Problem description >> Copy all lines below containing "cart".
▬▬▬▬▬▬
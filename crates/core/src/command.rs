// Copyright (C) 2026 Fred Clausen
// Use of this source code is governed by an MIT-style
// license that can be found in the LICENSE file or at
// https://opensource.org/licenses/MIT.

use sambhram_domain::{EventId, LeaderField, MemberField, PersonalField, RegistrationRecord};
use serde::{Deserialize, Serialize};

/// A command represents user intent as data only.
///
/// Commands are the only way to request session changes.
#[derive(Debug, Clone, PartialEq, Eq, Serialize, Deserialize)]
#[serde(tag = "type", rename_all = "snake_case")]
pub enum Command {
    /// Add an event to the cart. Team events need a valid registration.
    SelectEvent {
        /// The event to add.
        event_id: EventId,
    },
    /// Remove an event from the cart.
    DeselectEvent {
        /// The event to remove.
        event_id: EventId,
    },
    /// Add the event if absent, remove it if present.
    ToggleEvent {
        /// The event to toggle.
        event_id: EventId,
    },
    /// Open a team event's registration form, creating an empty record.
    OpenRegistration {
        /// The team event.
        event_id: EventId,
    },
    /// Edit the team name.
    SetTeamName {
        /// The team event.
        event_id: EventId,
        /// The new team name.
        value: String,
    },
    /// Edit one leader field.
    SetLeaderField {
        /// The team event.
        event_id: EventId,
        /// The field to edit.
        field: LeaderField,
        /// The new value.
        value: String,
    },
    /// Edit one field of an additional member.
    SetMemberField {
        /// The team event.
        event_id: EventId,
        /// Zero-based member row.
        index: usize,
        /// The field to edit.
        field: MemberField,
        /// The new value.
        value: String,
    },
    /// Append an empty member row, if the form has room.
    AddMember {
        /// The team event.
        event_id: EventId,
    },
    /// Delete a member row.
    RemoveMember {
        /// The team event.
        event_id: EventId,
        /// Zero-based member row.
        index: usize,
    },
    /// Replace a team event's registration record wholesale.
    ReplaceRegistration {
        /// The team event.
        event_id: EventId,
        /// The new record.
        record: RegistrationRecord,
    },
    /// Edit one personal-form field.
    SetPersonalField {
        /// The field to edit.
        field: PersonalField,
        /// The new value.
        value: String,
    },
    /// Edit one team-leader field on the checkout form.
    SetFormLeaderField {
        /// The field to edit.
        field: LeaderField,
        /// The new value.
        value: String,
    },
    /// Append an empty member row to the checkout form.
    AddFormMember,
    /// Edit one field of a checkout-form member.
    SetFormMemberField {
        /// Zero-based member row.
        index: usize,
        /// The field to edit.
        field: MemberField,
        /// The new value.
        value: String,
    },
    /// Delete a checkout-form member row.
    RemoveFormMember {
        /// Zero-based member row.
        index: usize,
    },
    /// Fill empty personal contact fields from a selected team's leader.
    PrefillFromTeamLeader,
    /// Move from the details form to the review screen.
    AdvanceStep,
    /// Move back from the review screen to the details form.
    RetreatStep,
    /// Empty the cart.
    ClearSelection,
    /// Clear the personal form, all registrations and the cart.
    ResetForm,
    /// Record a completed payment and empty the cart.
    RecordPayment {
        /// The gateway order id.
        order_id: String,
    },
}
▬▬▬▬▬▬
Your solution >>
    /// Add an event to the cart. Team events need a valid registration.
    /// Remove an event from the cart.
    /// Empty the cart.
    /// Clear the personal form, all registrations and the cart.
    /// Record a completed payment and empty the cart.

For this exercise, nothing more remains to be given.